Simple interactions between viruses (bacteriophages) and bacteria can be included in microPop.

The most recent article is this Virtual Issue, ‘microPop: Modelling microbial populations and communities in R‘ by Kettle et al. introduces the R packeage microPop – a dynamic model based on a functional representation of different microbiota. It simulates the dynamics and interactions of microbial populations by solving a system of ordinary differential equations that are constructed automatically based on a description of the system.

Fungal Internal Transcribed Spacer Sequences

Studying fungal biodiversity using data generated from Illumina MiSeq sequencing platforms poses a number of bioinformatic challenges. To help overcome these, Gweon et al. introduce PIPITS in ‘PIPITS: an automated pipeline for analyses of fungal internal transcribed spacer sequences from the Illumina sequencing platform‘. PIPITS is open-source stand-alone suite of software for automated processing of Illumina MiSeq sequences for fungal community analysis.

Experimental Evolution

Experimental evolution is an important research framework for evolutionary biologists as it allows direct testing of fundamental theories about adaptation and diversity, which often requires the tracking of genotypes or alleles over time. Koch et al.’s novel approach of combining multiplex droplet digital polymerase chain reaction with experimental evolution for tracking genotype frequencies in different experimental populations over time is explained in ‘Use of ddPCR in experimental evolution studies‘. This method is precise and accurate for detecting and quantifying targets of interest, especially as compared to traditional PCR methods.

DNA Melting Analysis

How valuable is DNA melt peak analysis for the identification of pests and pathogens significant to biosecurity? In ‘Evaluation of DNA melting analysis as a tool for species identification‘ Winder et al. show that it is a useful and robust tool for the rapid detection of PCR products and the identification of organisms.They also show that it is quicker and cheaper than PCR or AGE.

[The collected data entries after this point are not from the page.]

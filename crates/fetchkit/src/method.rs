//! HTTP verbs understood by the dispatcher

use std::fmt;
use std::str::FromStr;

use crate::error::HttpError;

/// HTTP request methods.
#[derive(Debug, Clone, Copy, PartialEq, Eq, Hash)]
pub enum HttpMethod {
    Get,
    Post,
    Put,
    Patch,
    Delete,
    Head,
    Options,
}

impl HttpMethod {
    /// Returns the method as a string slice.
    pub fn as_str(&self) -> &'static str {
        match self {
            Self::Get => "GET",
            Self::Post => "POST",
            Self::Put => "PUT",
            Self::Patch => "PATCH",
            Self::Delete => "DELETE",
            Self::Head => "HEAD",
            Self::Options => "OPTIONS",
        }
    }

    pub(crate) fn to_reqwest(self) -> reqwest::Method {
        match self {
            Self::Get => reqwest::Method::GET,
            Self::Post => reqwest::Method::POST,
            Self::Put => reqwest::Method::PUT,
            Self::Patch => reqwest::Method::PATCH,
            Self::Delete => reqwest::Method::DELETE,
            Self::Head => reqwest::Method::HEAD,
            Self::Options => reqwest::Method::OPTIONS,
        }
    }
}

impl fmt::Display for HttpMethod {
    fn fmt(&self, f: &mut fmt::Formatter<'_>) -> fmt::Result {
        f.write_str(self.as_str())
    }
}

impl FromStr for HttpMethod {
    type Err = HttpError;

    fn from_str(s: &str) -> Result<Self, Self::Err> {
        match s.to_ascii_uppercase().as_str() {
            "GET" => Ok(Self::Get),
            "POST" => Ok(Self::Post),
            "PUT" => Ok(Self::Put),
            "PATCH" => Ok(Self::Patch),
            "DELETE" => Ok(Self::Delete),
            "HEAD" => Ok(Self::Head),
            "OPTIONS" => Ok(Self::Options),
            _ => Err(HttpError::InvalidRequest(format!(
                "Unsupported HTTP method: {}",
                s
            ))),
        }
    }
}

#[cfg(test)]
mod tests {
    use super::*;

    #[test]
    fn test_method_from_str_is_case_insensitive() {
        assert_eq!("get".parse::<HttpMethod>().unwrap(), HttpMethod::Get);
        assert_eq!("Patch".parse::<HttpMethod>().unwrap(), HttpMethod::Patch);
        assert!("TRACE".parse::<HttpMethod>().is_err());
    }

    #[test]
    fn test_method_maps_to_transport_method() {
        assert_eq!(HttpMethod::Delete.to_reqwest(), reqwest::Method::DELETE);
        assert_eq!(HttpMethod::Head.to_string(), "HEAD");
    }
}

Microbial Multilocus Sequence Typing

In ‘MLST@SNaP: user-friendly software for simplification of multilocus sequence typing and dissemination of microbial population analyses‘ Soares and Araujo describe mlst@snap, a fast, user-friendly and automated process to convert thousands of MLST sequences or sequence types into SNaP profiles and vice versa. The software largely increases the promptness of microbial population data analyses, being presently designed for the micro-organisms. It’s freely available and is accompanied by tutorial, example files and some data.

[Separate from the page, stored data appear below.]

//! Request dispatcher and verb helpers

use std::sync::{Arc, OnceLock};
use std::time::{Duration, Instant};

use reqwest::cookie::Jar;
use url::Url;

use crate::abort::{millis, AbortGuard};
use crate::config::FetchConfig;
use crate::error::{HttpError, HttpResult};
use crate::init::{Credentials, RequestBody, RequestInit};
use crate::method::HttpMethod;
use crate::request::RequestBuilder;
use crate::response::Response;
use crate::url::{resolve_url, same_origin};

/// Configured HTTP client.
///
/// Cloning is cheap; clones share the configuration, the transport and the
/// cookie jar.
///
/// # Example
///
/// ```ignore
/// use fetchkit::{FetchConfig, HttpClient, RequestInit};
///
/// #[tokio::main]
/// async fn main() -> Result<(), Box<dyn std::error::Error>> {
///     let config = FetchConfig::new()
///         .base_url("https://api.example.com")
///         .init(RequestInit::new().header("Accept", "application/json"));
///
///     let client = HttpClient::new(config)?;
///
///     let user: serde_json::Value = client.get("/users/1").timeout_ms(2_000).json().await?;
///     println!("{}", user);
///
///     Ok(())
/// }
/// ```
#[derive(Clone)]
pub struct HttpClient {
    inner: Arc<HttpClientInner>,
}

struct HttpClientInner {
    /// Transport with the cookie jar attached
    with_cookies: reqwest::Client,
    /// Transport that never sends or stores cookies
    without_cookies: reqwest::Client,
    cookies: Arc<Jar>,
    base_url: Option<Url>,
    config: FetchConfig,
}

impl HttpClient {
    /// Validate `config` and build a client from it
    pub fn new(config: FetchConfig) -> HttpResult<Self> {
        config.validate()?;

        let cookies = Arc::new(Jar::default());
        let with_cookies = build_transport(&config, Some(cookies.clone()))?;
        let without_cookies = build_transport(&config, None)?;

        tracing::debug!(
            "Created HTTP client (base_url: {:?}, interceptor: {})",
            config.base_url,
            config.interceptor.is_some()
        );

        Ok(Self {
            inner: Arc::new(HttpClientInner {
                with_cookies,
                without_cookies,
                cookies,
                base_url: config.parsed_base_url(),
                config,
            }),
        })
    }

    /// Client shared by the crate-level verb functions, built once with
    /// default configuration
    pub fn shared() -> HttpResult<Self> {
        static SHARED: OnceLock<Result<HttpClient, String>> = OnceLock::new();

        SHARED
            .get_or_init(|| HttpClient::new(FetchConfig::default()).map_err(|e| e.to_string()))
            .clone()
            .map_err(HttpError::Config)
    }

    /// Get the base URL
    pub fn base_url(&self) -> Option<&str> {
        self.inner.config.base_url.as_deref()
    }

    pub fn config(&self) -> &FetchConfig {
        &self.inner.config
    }

    /// Cookie jar used by requests sent with credentials
    pub fn cookies(&self) -> &Arc<Jar> {
        &self.inner.cookies
    }

    /// Resolve, merge, intercept and send a request.
    ///
    /// `body` is serialized to JSON and used only when neither the
    /// configured nor the per-call options carry an explicit body. The
    /// returned response has not had its body read; it stays under the same
    /// timeout and cancellation as the dispatch.
    pub async fn dispatch(
        &self,
        method: HttpMethod,
        url: &str,
        body: Option<serde_json::Value>,
        init: Option<RequestInit>,
        timeout: Option<Duration>,
    ) -> HttpResult<Response> {
        let resolved = resolve_url(self.base_url(), url)?;

        let mut init = match init {
            Some(per_call) => self.inner.config.init.merged_with(&per_call),
            None => self.inner.config.init.clone(),
        };
        init.method = Some(method);

        if init.body.is_none() {
            if let Some(value) = body {
                init.body = Some(RequestBody::Text(serde_json::to_string(&value)?));
                if !init.headers.contains("content-type") {
                    init.headers.insert("content-type", "application/json");
                }
            }
        }

        if let Some(interceptor) = &self.inner.config.interceptor {
            tracing::trace!("Running interceptor for {} {}", method, resolved);
            interceptor.intercept(&resolved, &mut init);
        }

        let target = Url::parse(&resolved)?;
        let method = init.method.unwrap_or(method);
        let timeout = timeout.or(self.inner.config.default_timeout);
        let guard = AbortGuard::new(init.signal.clone(), timeout);

        let builder = self.build_request(method, target, init)?;

        tracing::debug!(
            method = %method,
            url = %resolved,
            timeout_ms = timeout.map(millis),
            "Dispatching request"
        );

        let start = Instant::now();
        let result = guard
            .run(async move { builder.send().await.map_err(HttpError::from) })
            .await;
        let latency = start.elapsed();

        match result {
            Ok(response) => {
                tracing::debug!(
                    "{} {} -> {} in {}ms",
                    method,
                    resolved,
                    response.status().as_u16(),
                    millis(latency)
                );
                Ok(Response::new(response, guard, latency))
            }
            Err(err) => {
                tracing::warn!("{} request failed: {}", method, err.sanitized_message());
                Err(err)
            }
        }
    }

    fn build_request(
        &self,
        method: HttpMethod,
        target: Url,
        init: RequestInit,
    ) -> HttpResult<reqwest::RequestBuilder> {
        let transport = if self.sends_cookies(init.credentials_mode(), &target) {
            &self.inner.with_cookies
        } else {
            &self.inner.without_cookies
        };

        let mut headers = reqwest::header::HeaderMap::with_capacity(init.headers.len());
        for (name, value) in init.headers.iter() {
            let name = http::HeaderName::from_bytes(name.as_bytes())
                .map_err(|_| HttpError::InvalidRequest(format!("invalid header name '{}'", name)))?;
            let value = http::HeaderValue::from_str(value).map_err(|_| {
                HttpError::InvalidRequest(format!("invalid value for header '{}'", name))
            })?;
            headers.insert(name, value);
        }

        let mut builder = transport
            .request(method.to_reqwest(), target)
            .headers(headers);
        if let Some(body) = init.body {
            builder = builder.body(body);
        }
        Ok(builder)
    }

    fn sends_cookies(&self, credentials: Credentials, target: &Url) -> bool {
        match credentials {
            Credentials::Omit => false,
            Credentials::Include => true,
            Credentials::SameOrigin => self
                .inner
                .base_url
                .as_ref()
                .map_or(true, |base| same_origin(base, target)),
        }
    }

    /// Create a request builder for any method
    pub fn request(&self, method: HttpMethod, url: &str) -> RequestBuilder {
        RequestBuilder::new(self.clone(), method, url)
    }

    pub fn get(&self, url: &str) -> RequestBuilder {
        self.request(HttpMethod::Get, url)
    }

    pub fn post(&self, url: &str) -> RequestBuilder {
        self.request(HttpMethod::Post, url)
    }

    pub fn put(&self, url: &str) -> RequestBuilder {
        self.request(HttpMethod::Put, url)
    }

    pub fn patch(&self, url: &str) -> RequestBuilder {
        self.request(HttpMethod::Patch, url)
    }

    pub fn delete(&self, url: &str) -> RequestBuilder {
        self.request(HttpMethod::Delete, url)
    }

    pub fn head(&self, url: &str) -> RequestBuilder {
        self.request(HttpMethod::Head, url)
    }

    pub fn options(&self, url: &str) -> RequestBuilder {
        self.request(HttpMethod::Options, url)
    }
}

fn build_transport(config: &FetchConfig, cookies: Option<Arc<Jar>>) -> HttpResult<reqwest::Client> {
    let mut builder = reqwest::Client::builder()
        .connect_timeout(config.connect_timeout)
        .pool_max_idle_per_host(config.pool_max_idle_per_host)
        .pool_idle_timeout(config.pool_idle_timeout)
        .user_agent(&config.user_agent);

    // Configure redirects
    if config.follow_redirects {
        builder = builder.redirect(reqwest::redirect::Policy::limited(config.max_redirects));
    } else {
        builder = builder.redirect(reqwest::redirect::Policy::none());
    }

    // Configure compression
    builder = builder.gzip(config.gzip).brotli(config.brotli);

    // Danger: Accept invalid certificates (testing only)
    if config.danger_accept_invalid_certs {
        builder = builder.danger_accept_invalid_certs(true);
    }

    if let Some(jar) = cookies {
        builder = builder.cookie_provider(jar);
    }

    Ok(builder.build()?)
}

impl std::fmt::Debug for HttpClient {
    fn fmt(&self, f: &mut std::fmt::Formatter<'_>) -> std::fmt::Result {
        f.debug_struct("HttpClient")
            .field("base_url", &self.inner.config.base_url)
            .field("default_timeout", &self.inner.config.default_timeout)
            .field("interceptor", &self.inner.config.interceptor.is_some())
            .finish()
    }
}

Gut Microbiomes and Host Health

Gut microbiome studies in wildlife species help us to understand the effects of intrinsic and extrinsic factors on the variation of bacterial communities, and the health of the host organism. Menke et al. show that preliminary tests are needed to assess up to which point bacterial data derived from faecal samples can still deliver reliable results in ‘Shifts in the gut microbiome observed in wildlife faecal samples exposed to natural weather conditions: lessons from time-series analyses using next-generation sequencing for application in field studies‘.

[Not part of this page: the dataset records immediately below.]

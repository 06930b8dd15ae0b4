//! Pending request handle

use std::future::IntoFuture;
use std::time::Duration;

use bytes::Bytes;
use futures::future::BoxFuture;
use serde::de::DeserializeOwned;
use serde::Serialize;
use tokio_util::sync::CancellationToken;

use crate::client::HttpClient;
use crate::error::{HttpError, HttpResult};
use crate::init::{Credentials, RequestBody, RequestInit};
use crate::method::HttpMethod;
use crate::response::Response;

/// A request that has been described but not yet sent.
///
/// Nothing goes over the wire until the builder is awaited (yielding the
/// raw [`Response`] whatever its status) or consumed through one of the
/// body helpers, which additionally fail with [`HttpError::Status`] when the
/// status is outside 2xx.
///
/// ```ignore
/// let user: User = client.get("/users/1").timeout_ms(500).json().await?;
/// let echoed = client.post("/echo").json_body(&payload).text().await?;
/// let response = client.head("/").await?;
/// ```
#[must_use = "requests do nothing unless awaited"]
pub struct RequestBuilder {
    client: Option<HttpClient>,
    method: HttpMethod,
    url: String,
    body: Option<serde_json::Value>,
    init: RequestInit,
    timeout: Option<Duration>,
    error: Option<HttpError>,
}

impl RequestBuilder {
    pub(crate) fn new(client: HttpClient, method: HttpMethod, url: impl Into<String>) -> Self {
        Self {
            client: Some(client),
            method,
            url: url.into(),
            body: None,
            init: RequestInit::default(),
            timeout: None,
            error: None,
        }
    }

    /// Builder that fails with `error` once sent
    pub(crate) fn failed(method: HttpMethod, url: impl Into<String>, error: HttpError) -> Self {
        Self {
            client: None,
            method,
            url: url.into(),
            body: None,
            init: RequestInit::default(),
            timeout: None,
            error: Some(error),
        }
    }

    pub fn method(&self) -> HttpMethod {
        self.method
    }

    pub fn url(&self) -> &str {
        &self.url
    }

    /// Serialize `body` as the JSON request body.
    ///
    /// Ignored when the request options carry an explicit body.
    pub fn json_body<T: Serialize + ?Sized>(mut self, body: &T) -> Self {
        match serde_json::to_value(body) {
            Ok(value) => self.body = Some(value),
            Err(e) => {
                self.error.get_or_insert(HttpError::Json(format!(
                    "Failed to serialize request body: {}",
                    e
                )));
            }
        }
        self
    }

    /// Set the per-call request options, replacing any set so far
    pub fn init(mut self, init: RequestInit) -> Self {
        self.init = init;
        self
    }

    pub fn header(mut self, name: impl Into<String>, value: impl Into<String>) -> Self {
        self.init.headers.insert(name, value);
        self
    }

    /// Set an explicit body
    pub fn body(mut self, body: impl Into<RequestBody>) -> Self {
        self.init.body = Some(body.into());
        self
    }

    pub fn credentials(mut self, credentials: Credentials) -> Self {
        self.init.credentials = Some(credentials);
        self
    }

    /// Cancel the request (and its body read) when `signal` fires
    pub fn signal(mut self, signal: CancellationToken) -> Self {
        self.init.signal = Some(signal);
        self
    }

    pub fn timeout(mut self, timeout: Duration) -> Self {
        self.timeout = Some(timeout);
        self
    }

    pub fn timeout_ms(self, millis: u64) -> Self {
        self.timeout(Duration::from_millis(millis))
    }

    /// Dispatch the request and return the response without reading its body
    pub async fn send(self) -> HttpResult<Response> {
        if let Some(err) = self.error {
            return Err(err);
        }
        let client = self.client.ok_or_else(|| {
            HttpError::Config("request has no client to dispatch through".to_string())
        })?;

        client
            .dispatch(self.method, &self.url, self.body, Some(self.init), self.timeout)
            .await
    }

    /// Dispatch, require a 2xx status and deserialize the body from JSON
    pub async fn json<T: DeserializeOwned>(self) -> HttpResult<T> {
        self.send().await?.error_for_status().await?.json().await
    }

    /// Dispatch, require a 2xx status and read the body as text
    pub async fn text(self) -> HttpResult<String> {
        self.send().await?.error_for_status().await?.text().await
    }

    /// Dispatch, require a 2xx status and read the raw body
    pub async fn bytes(self) -> HttpResult<Bytes> {
        self.send().await?.error_for_status().await?.bytes().await
    }
}

impl IntoFuture for RequestBuilder {
    type Output = HttpResult<Response>;
    type IntoFuture = BoxFuture<'static, Self::Output>;

    fn into_future(self) -> Self::IntoFuture {
        Box::pin(self.send())
    }
}

impl std::fmt::Debug for RequestBuilder {
    fn fmt(&self, f: &mut std::fmt::Formatter<'_>) -> std::fmt::Result {
        f.debug_struct("RequestBuilder")
            .field("method", &self.method)
            .field("url", &self.url)
            .field("init", &self.init)
            .field("timeout", &self.timeout)
            .field("error", &self.error)
            .finish_non_exhaustive()
    }
}

#[cfg(test)]
mod tests {
    use super::*;
    use crate::config::FetchConfig;

    fn client() -> HttpClient {
        HttpClient::new(FetchConfig::new().base_url("https://api.example.com")).unwrap()
    }

    #[test]
    fn test_request_builder_collects_options() {
        let token = CancellationToken::new();
        let builder = client()
            .post("/users")
            .header("X-Custom", "value")
            .credentials(Credentials::Include)
            .signal(token)
            .timeout_ms(250)
            .json_body(&serde_json::json!({"key": "value"}));

        assert_eq!(builder.method(), HttpMethod::Post);
        assert_eq!(builder.url(), "/users");
        assert_eq!(builder.init.headers.get("x-custom"), Some("value"));
        assert_eq!(builder.init.credentials, Some(Credentials::Include));
        assert!(builder.init.signal.is_some());
        assert_eq!(builder.timeout, Some(Duration::from_millis(250)));
        assert_eq!(builder.body, Some(serde_json::json!({"key": "value"})));
    }

    #[test]
    fn test_init_replaces_per_call_options() {
        let builder = client()
            .get("/")
            .header("X-Dropped", "1")
            .init(RequestInit::new().header("X-Kept", "2"));

        assert!(!builder.init.headers.contains("x-dropped"));
        assert_eq!(builder.init.headers.get("x-kept"), Some("2"));
    }

    #[tokio::test]
    async fn test_unserializable_body_fails_on_send() {
        use std::collections::HashMap;

        let mut bad = HashMap::new();
        bad.insert(vec![1u8], "map keys must be strings");

        let err = client().post("/").json_body(&bad).send().await.unwrap_err();
        assert!(matches!(err, HttpError::Json(_)));
    }

    #[tokio::test]
    async fn test_url_mismatch_fails_on_send() {
        let err = client().get("users").send().await.unwrap_err();
        assert!(matches!(err, HttpError::UrlMismatch { .. }));
    }

    #[tokio::test]
    async fn test_failed_builder_reports_its_error() {
        let err = RequestBuilder::failed(
            HttpMethod::Get,
            "/",
            HttpError::Config("no transport".into()),
        )
        .text()
        .await
        .unwrap_err();
        assert!(matches!(err, HttpError::Config(_)));
    }
}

Environmental Sequencing Data

The nuclear ribosomal internal transcribed spacer (ITS) region is the primary choice for molecular identification of fungi. Extracting and identifying its two highly variable spacers from large taxonomic and environmental data sets is often difficult though, and many ITS sequences are incorrectly delimited in the public sequence databases. In the final article of this Virtual Issue – ‘Improved software detection and extraction of ITS1 and ITS2 from ribosomal ITS sequences of fungi and other eukaryotes for analysis of environmental sequencing data‘ – Bengtsson-Palme et al. introduce ITSx. ITSx is a Perl-based software tool to extract both variable spacers, the conserved 5.8S gene and full-length ITS sequences.

We hope that you find all of the articles in the Microbial Methods Virtual Issue interesting, useful and enjoyable. They will be free until the end of 2017.